The midline of the spinal cord is anatomically identified with branches of the dorsal medullary vein penetrating the median sulcus. The thin membrane from the arachnoid attaches to the dorsal midline surface of the spinal cord (area posticum). Sometimes a spinal cord edema makes it difficult to identify the midline on the posterior surface of the spinal cord. The vessels usually are located off midline and do not constitute reliable markers. If the anatomical midline is not definite, the imaginary line is assumed from the bilateral dorsal root entry zone. The tumor-infiltrated spinal cord possesses a swollen appearance.5 In cases of a hypervascular mass or tumor hemorrhage, the bluish discoloration is seen through the surface of the spinal cord6 (Fig. 30-1).

The posterolateral approach offers a lateral route where the posterior roots enter the spinal cord. The spinal cord is opened through the dorsal root entry zone (DREZ) between two or more roots. This route offers an avenue for resecting intramedullary lesions that is off the midline and closer to the lateral surface of the spinal cord. This approach can be applied to the astrocytoma or cavernous hemangioma. A myelotomy should be chosen based on the patient’s symptoms and MRI findings.


The myelotomy can be performed with a No. 11 blade, a No. 59 beaver-blade, a CO2 laser, or a neodymium:yttrium-aluminum garnet (Nd-YAG) contact laser.4 Some surgeons routinely use the latter during myelotomy. Compared with electrocauterization, this technique causes no artifact during electrophysiological monitoring.

Postoperatively, patients may complain of transitory dysesthesia or of diffuse, ill-defined sensory symptoms. The symptoms are caused by microvascular damage to the posterior columns during the myelotomy.

After midline identification, the small pial vessels crossing the midline are coagulated. The large vessels, running longitudinally along the pial surface, should be saved with dissection. Pial incision starts from the maximum enlargement area of the spinal cord, extending to the cephalocaudal margin of the tumor mass. The midline myelotomy is performed using a fine arachnoid knife. Careful dissection is imperative.

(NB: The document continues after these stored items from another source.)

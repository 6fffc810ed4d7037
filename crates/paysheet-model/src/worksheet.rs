use std::collections::BTreeMap;

use serde::{Deserialize, Serialize};

use crate::{Cell, CellRef, CellValue, PageSetup, Range};

/// Identifier for a worksheet within a workbook.
pub type WorksheetId = u32;

/// A single worksheet: sparse cell grid plus presentation metadata.
///
/// Cells are keyed by [`CellRef`], whose `Ord` is row-major, so iteration
/// yields cells in the order worksheet XML wants them.
#[derive(Clone, Debug, Serialize, Deserialize)]
pub struct Worksheet {
    pub id: WorksheetId,
    pub name: String,

    #[serde(default)]
    cells: BTreeMap<CellRef, Cell>,

    /// Explicit column widths (spreadsheet width units), keyed by 0-indexed
    /// column.
    #[serde(default, skip_serializing_if = "BTreeMap::is_empty")]
    pub col_widths: BTreeMap<u32, f64>,

    /// Explicit row heights in points, keyed by 0-indexed row.
    #[serde(default, skip_serializing_if = "BTreeMap::is_empty")]
    pub row_heights: BTreeMap<u32, f64>,

    /// Merged regions, in insertion order.
    #[serde(default, skip_serializing_if = "Vec::is_empty")]
    pub merges: Vec<Range>,

    #[serde(default, skip_serializing_if = "PageSetup::is_default")]
    pub page_setup: PageSetup,
}

/// Error raised when adding a merged region.
#[derive(Copy, Clone, Debug, PartialEq, Eq, thiserror::Error)]
#[error("merge range {new} overlaps existing merge {existing}")]
pub struct MergeOverlap {
    pub new: Range,
    pub existing: Range,
}

impl Worksheet {
    /// Create a new empty worksheet.
    pub fn new(id: WorksheetId, name: impl Into<String>) -> Self {
        Self {
            id,
            name: name.into(),
            cells: BTreeMap::new(),
            col_widths: BTreeMap::new(),
            row_heights: BTreeMap::new(),
            merges: Vec::new(),
            page_setup: PageSetup::default(),
        }
    }

    /// Set a cell's value, preserving any existing formula and style.
    pub fn set_value(&mut self, at: CellRef, value: impl Into<CellValue>) {
        self.cells.entry(at).or_default().value = value.into();
        self.prune(at);
    }

    /// Set a cell's formula, preserving any existing value and style.
    pub fn set_formula(&mut self, at: CellRef, formula: impl Into<String>) {
        let cell = Cell::with_formula(formula);
        self.cells.entry(at).or_default().formula = cell.formula;
    }

    /// Set a cell's style id, creating the cell if needed.
    pub fn set_style(&mut self, at: CellRef, style_id: u32) {
        self.cells.entry(at).or_default().style_id = style_id;
        self.prune(at);
    }

    /// Replace a cell wholesale.
    pub fn set_cell(&mut self, at: CellRef, cell: Cell) {
        if cell.is_truly_empty() {
            self.cells.remove(&at);
        } else {
            self.cells.insert(at, cell);
        }
    }

    /// Get a cell, if present.
    pub fn cell(&self, at: CellRef) -> Option<&Cell> {
        self.cells.get(&at)
    }

    /// A cell's value ([`CellValue::Empty`] when the cell is absent).
    pub fn value(&self, at: CellRef) -> CellValue {
        self.cells
            .get(&at)
            .map(|c| c.value.clone())
            .unwrap_or(CellValue::Empty)
    }

    /// A cell's style id (0 when the cell is absent).
    pub fn style_id(&self, at: CellRef) -> u32 {
        self.cells.get(&at).map(|c| c.style_id).unwrap_or(0)
    }

    /// Iterate stored cells in row-major order.
    pub fn iter_cells(&self) -> impl Iterator<Item = (CellRef, &Cell)> {
        self.cells.iter().map(|(r, c)| (*r, c))
    }

    /// Number of stored (non-empty) cells.
    pub fn cell_count(&self) -> usize {
        self.cells.len()
    }

    /// Add a merged region. Overlapping merges are invalid in the file format
    /// and rejected here rather than at serialization time.
    pub fn merge(&mut self, range: Range) -> Result<(), MergeOverlap> {
        for existing in &self.merges {
            if ranges_overlap(*existing, range) {
                return Err(MergeOverlap {
                    new: range,
                    existing: *existing,
                });
            }
        }
        self.merges.push(range);
        Ok(())
    }

    pub fn set_col_width(&mut self, col: u32, width: f64) {
        self.col_widths.insert(col, width);
    }

    pub fn set_row_height(&mut self, row: u32, height: f64) {
        self.row_heights.insert(row, height);
    }

    /// Bounding box of all stored cells.
    pub fn used_range(&self) -> Option<Range> {
        let mut iter = self.cells.keys();
        let first = *iter.next()?;
        let mut min = first;
        let mut max = first;
        for r in iter {
            min.row = min.row.min(r.row);
            min.col = min.col.min(r.col);
            max.row = max.row.max(r.row);
            max.col = max.col.max(r.col);
        }
        Some(Range::new(min, max))
    }

    /// The last row (0-indexed) holding a stored cell in `col`, if any.
    ///
    /// Cells that exist purely for styling still count: the ledger's summary
    /// row goes below every rendered row, styled or not.
    pub fn last_row_in_col(&self, col: u32) -> Option<u32> {
        self.cells
            .keys()
            .filter(|r| r.col == col)
            .map(|r| r.row)
            .max()
    }

    fn prune(&mut self, at: CellRef) {
        if self.cells.get(&at).is_some_and(Cell::is_truly_empty) {
            self.cells.remove(&at);
        }
    }
}

fn ranges_overlap(a: Range, b: Range) -> bool {
    a.start.row <= b.end.row
        && b.start.row <= a.end.row
        && a.start.col <= b.end.col
        && b.start.col <= a.end.col
}

#[cfg(test)]
mod tests {
    use super::*;
    use pretty_assertions::assert_eq;

    #[test]
    fn cells_iterate_row_major() {
        let mut ws = Worksheet::new(1, "test");
        ws.set_value(CellRef::new(1, 0), "b");
        ws.set_value(CellRef::new(0, 4), "a2");
        ws.set_value(CellRef::new(0, 0), "a1");
        let order: Vec<String> = ws.iter_cells().map(|(r, _)| r.to_a1()).collect();
        assert_eq!(order, ["A1", "E1", "A2"]);
    }

    #[test]
    fn empty_value_prunes_unstyled_cell() {
        let mut ws = Worksheet::new(1, "test");
        let at = CellRef::new(3, 3);
        ws.set_value(at, "x");
        assert_eq!(ws.cell_count(), 1);
        ws.set_value(at, CellValue::Empty);
        assert_eq!(ws.cell_count(), 0);

        // A styled cell survives with an empty value.
        ws.set_style(at, 2);
        ws.set_value(at, CellValue::Empty);
        assert_eq!(ws.cell_count(), 1);
    }

    #[test]
    fn overlapping_merges_are_rejected() {
        let mut ws = Worksheet::new(1, "test");
        ws.merge(Range::new(CellRef::new(0, 0), CellRef::new(0, 10)))
            .unwrap();
        let clash = ws.merge(Range::new(CellRef::new(0, 5), CellRef::new(1, 6)));
        assert!(clash.is_err());
        let below = ws.merge(Range::new(CellRef::new(1, 0), CellRef::new(1, 4)));
        assert!(below.is_ok());
    }

    #[test]
    fn last_row_tracks_styled_cells() {
        let mut ws = Worksheet::new(1, "test");
        assert_eq!(ws.last_row_in_col(0), None);
        ws.set_value(CellRef::new(3, 0), "x");
        ws.set_style(CellRef::new(7, 0), 1);
        ws.set_value(CellRef::new(5, 1), "y");
        assert_eq!(ws.last_row_in_col(0), Some(7));
        assert_eq!(ws.last_row_in_col(1), Some(5));
    }
}
use std::collections::BTreeMap;
use std::fs::File;
use std::io::{Cursor, Read, Seek};
use std::path::Path;

use thiserror::Error;
use zip::ZipArchive;

/// Errors raised while opening a workbook package.
#[derive(Debug, Error)]
pub enum ArchiveError {
    #[error("io error: {0}")]
    Io(#[from] std::io::Error),
    #[error("zip error: {0}")]
    Zip(#[from] zip::result::ZipError),
    #[error("duplicate part name after normalization (possible invalid zip): {0}")]
    DuplicatePart(String),
}

/// An opened workbook package: part name → raw bytes.
///
/// Part names are normalized (forward slashes, no leading `/`) so lookups like
/// `xl/workbook.xml` work regardless of how the producing tool spelled them.
#[derive(Debug)]
pub struct WorkbookArchive {
    parts: BTreeMap<String, Vec<u8>>,
}

impl WorkbookArchive {
    pub fn open(path: &Path) -> Result<Self, ArchiveError> {
        let file = File::open(path)?;
        let mut zip = ZipArchive::new(file)?;
        Self::read_zip(&mut zip)
    }

    pub fn from_bytes(bytes: &[u8]) -> Result<Self, ArchiveError> {
        let cursor = Cursor::new(bytes);
        let mut zip = ZipArchive::new(cursor)?;
        Self::read_zip(&mut zip)
    }

    fn read_zip<R: Read + Seek>(zip: &mut ZipArchive<R>) -> Result<Self, ArchiveError> {
        let mut parts = BTreeMap::new();
        for i in 0..zip.len() {
            let mut file = zip.by_index(i)?;
            if file.is_dir() {
                continue;
            }
            let name = normalize_part_name(file.name());
            // Do not trust the declared size for allocation; ZIP metadata is
            // untrusted and can advertise enormous uncompressed sizes.
            let mut buf = Vec::new();
            file.read_to_end(&mut buf)?;
            if parts.insert(name.clone(), buf).is_some() {
                return Err(ArchiveError::DuplicatePart(name));
            }
        }
        Ok(Self { parts })
    }

    /// Fetch a part by normalized name.
    pub fn get(&self, name: &str) -> Option<&[u8]> {
        self.parts.get(name).map(|v| v.as_slice())
    }

    /// Iterate all parts.
    pub fn parts(&self) -> impl Iterator<Item = (&str, &[u8])> {
        self.parts.iter().map(|(k, v)| (k.as_str(), v.as_slice()))
    }
}

fn normalize_part_name(name: &str) -> String {
    let name = name.replace('\\', "/");
    name.trim_start_matches('/').to_string()
}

When the length of the myelotomy falls short, the resection margin cannot be identified. Discontinuous myelotomy is a viable technical option whenever the presence of large vessels on the median sulcus would make the standard midline myelotomy unsafe. After a small incision is made, the median sulcus is gently spread with the aid of microdissectors or microforceps to deepen the myelotomy until the tumor’s pole or cyst is exposed or opened both rostrally and caudally. The interface of the median sulcus usually can be identified by small vessels running over its surface, even if the midline has deviated to either side as a result of tumor compression (Fig. 30-2).

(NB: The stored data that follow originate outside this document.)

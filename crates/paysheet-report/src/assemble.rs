//! Workbook assembly: one ledger sheet per rostered employee.

use log::{debug, info};
use paysheet_model::Workbook;
use paysheet_xlsx::SourceWorkbook;

use crate::layout::{render_ledger, LedgerStyle};
use crate::lookup::{build_table, subsistence_for};
use crate::source::{load_employees, load_keyed_rows, load_production};
use crate::{filter, ReportConfig, ReportError, TargetMonth};

/// What one employee's sheet ended up as.
#[derive(Clone, Debug, PartialEq, Eq)]
pub struct SheetSummary {
    pub employee: String,
    /// The (possibly sanitized and suffixed) tab name.
    pub sheet_name: String,
    /// Production records matched for the target month.
    pub record_count: usize,
    /// Records skipped because their date cell could not be resolved.
    pub unresolved_dates: usize,
}

/// Result of a report run: the assembled workbook plus per-sheet accounting.
#[derive(Debug)]
pub struct ReportOutcome {
    pub workbook: Workbook,
    pub sheets: Vec<SheetSummary>,
}

impl ReportOutcome {
    pub fn sheet_count(&self) -> usize {
        self.sheets.len()
    }
}

/// Run the full transformation: extract tables, build lookups, and render one
/// ledger per employee in roster order.
///
/// Fails only on structural problems (missing sheets/columns, empty roster);
/// data-quality issues end up as flagged cells in the output.
pub fn build_report(
    source: &SourceWorkbook,
    month: TargetMonth,
    config: &ReportConfig,
    style: &LedgerStyle,
) -> Result<ReportOutcome, ReportError> {
    let employees = load_employees(source, config)?;
    if employees.is_empty() {
        return Err(ReportError::NoEmployees);
    }
    let production = load_production(source, config)?;
    let prices = build_table(load_keyed_rows(source, &config.prices_sheet)?, "prices");
    let subsistence = build_table(
        load_keyed_rows(source, &config.subsistence_sheet)?,
        "subsistence",
    );

    let mut workbook = Workbook::new();
    let mut sheets = Vec::with_capacity(employees.len());

    for employee in &employees {
        let (records, unresolved_dates) = filter::filter_records(&production, employee, month);
        let allowance = subsistence_for(&subsistence, employee);

        let sheet_id = workbook.add_sheet_for(employee);
        render_ledger(
            &mut workbook,
            sheet_id,
            employee,
            month,
            &records,
            &prices,
            allowance,
            style,
        );

        let sheet_name = workbook
            .sheet(sheet_id)
            .expect("sheet was just added")
            .name
            .clone();
        if sheet_name != *employee {
            debug!("employee '{employee}' renders on tab '{sheet_name}'");
        }
        info!("generated ledger for {employee}: {} records", records.len());
        sheets.push(SheetSummary {
            employee: employee.clone(),
            sheet_name,
            record_count: records.len(),
            unresolved_dates,
        });
    }

    Ok(ReportOutcome { workbook, sheets })
}

/// Output filename for a run: `<month>_<label>.xlsx`.
pub fn output_filename(month: TargetMonth, label: &str) -> String {
    format!("{month}_{label}.xlsx")
}

#[cfg(test)]
mod tests {
    use super::*;
    use paysheet_model::CellValue;
    use paysheet_xlsx::SourceSheet;
    use pretty_assertions::assert_eq;

    fn s(text: &str) -> CellValue {
        CellValue::String(text.to_string())
    }

    fn n(v: f64) -> CellValue {
        CellValue::Number(v)
    }

    fn sheet(name: &str, rows: Vec<Vec<CellValue>>) -> SourceSheet {
        SourceSheet {
            name: name.to_string(),
            rows,
        }
    }

    fn source_fixture(employee_rows: Vec<Vec<CellValue>>) -> SourceWorkbook {
        SourceWorkbook {
            sheets: vec![
                sheet("Employees", employee_rows),
                sheet(
                    "Production",
                    vec![
                        vec![s("id"), s("employee"), s("date"), s("product"), s("qty")],
                        vec![
                            CellValue::Empty,
                            s("Zhang San"),
                            s("2025-10-01"),
                            s("teacup"),
                            n(100.0),
                        ],
                        vec![
                            CellValue::Empty,
                            CellValue::Empty,
                            s("2025-10-02"),
                            s("saucer"),
                            n(40.0),
                        ],
                        vec![
                            CellValue::Empty,
                            s("Li Si"),
                            s("2025-09-30"),
                            s("teacup"),
                            n(70.0),
                        ],
                    ],
                ),
                sheet(
                    "PriceList",
                    vec![
                        vec![s("product"), s("price")],
                        vec![s("teacup"), n(1.5)],
                        vec![s("saucer"), n(0.8)],
                    ],
                ),
                sheet(
                    "Subsistence",
                    vec![
                        vec![s("employee"), s("allowance")],
                        vec![s("Zhang San"), n(300.0)],
                    ],
                ),
            ],
        }
    }

    fn roster(names: &[&str]) -> Vec<Vec<CellValue>> {
        let mut rows = vec![vec![s("name")]];
        rows.extend(names.iter().map(|name| vec![s(name)]));
        rows
    }

    #[test]
    fn one_sheet_per_employee_in_roster_order() {
        let source = source_fixture(roster(&["Zhang San", "Li Si"]));
        let month: TargetMonth = "2025-10".parse().unwrap();
        let outcome = build_report(
            &source,
            month,
            &ReportConfig::default(),
            &LedgerStyle::default(),
        )
        .unwrap();

        assert_eq!(outcome.sheet_count(), 2);
        assert_eq!(outcome.sheets[0].employee, "Zhang San");
        assert_eq!(outcome.sheets[0].record_count, 2); // forward-filled second row
        assert_eq!(outcome.sheets[1].employee, "Li Si");
        assert_eq!(outcome.sheets[1].record_count, 0); // September record filtered out
        let names: Vec<&str> = outcome
            .workbook
            .sheets
            .iter()
            .map(|s| s.name.as_str())
            .collect();
        assert_eq!(names, vec!["Zhang San", "Li Si"]);
    }

    #[test]
    fn colliding_safe_names_get_suffixes() {
        let long_a = format!("{}/A", "x".repeat(35));
        let long_b = format!("{}/B", "x".repeat(35));
        let source = source_fixture(roster(&[&long_a, &long_b]));
        let month: TargetMonth = "2025-10".parse().unwrap();
        let outcome = build_report(
            &source,
            month,
            &ReportConfig::default(),
            &LedgerStyle::default(),
        )
        .unwrap();

        let names: Vec<&str> = outcome
            .workbook
            .sheets
            .iter()
            .map(|s| s.name.as_str())
            .collect();
        assert_eq!(names[0], "x".repeat(31));
        assert_eq!(names[1], format!("{}-2", "x".repeat(29)));
    }

    #[test]
    fn empty_roster_is_an_error() {
        let source = source_fixture(vec![vec![s("name")]]);
        let month: TargetMonth = "2025-10".parse().unwrap();
        let err = build_report(
            &source,
            month,
            &ReportConfig::default(),
            &LedgerStyle::default(),
        )
        .unwrap_err();
        assert!(matches!(err, ReportError::NoEmployees));
    }

    #[test]
    fn filenames_embed_month_and_label() {
        let month: TargetMonth = "2025-10".parse().unwrap();
        assert_eq!(output_filename(month, "payroll"), "2025-10_payroll.xlsx");
    }
}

The mass is encountered about 2 cm deep from the surface. The whole length of the mass is exposed, then the incision margin of the pia is sutured with a fine 6-0 or 7-0 nylon to the reflected dura. The spinal cord tissue over the tumor mass is retracted to expose the tumor mass (Fig. 30-3).

A sufficiently long myelotomy should be made over the extension of the tumor mass to avoid traction injury. The middle of the tumor is first dissected from each of its lateral margins, and a dissection plane between the tumor and normal tissue is confirmed on the basis of intraoperative microscopic observation of color and tissue consistency. The dissection plane is then extended bilaterally toward the rostral and caudal ends. Further dissection is repeated longitudinally into deeper regions. A deeper dissection of the lateral margin of the tumor may injure the corticospinal and lateral spinothalamic tracts.

Once the rostral or caudal pole of the tumor is freed, the tumor is lifted with tumor forceps, and the ventral side of the tumor is gently dissected from the spinal cord. In this way, en bloc removal is attempted. The bleeding from the surface of the tumor-dissected plane usually stops by itself, or it can be stopped with Surgicel, avoiding bipolar coagulation.

If no plane is apparent between the tumor mass and the surrounding spinal cord, then it is likely that an infiltrative tumor is present. A biopsy specimen is first obtained to confirm a pathological diagnosis.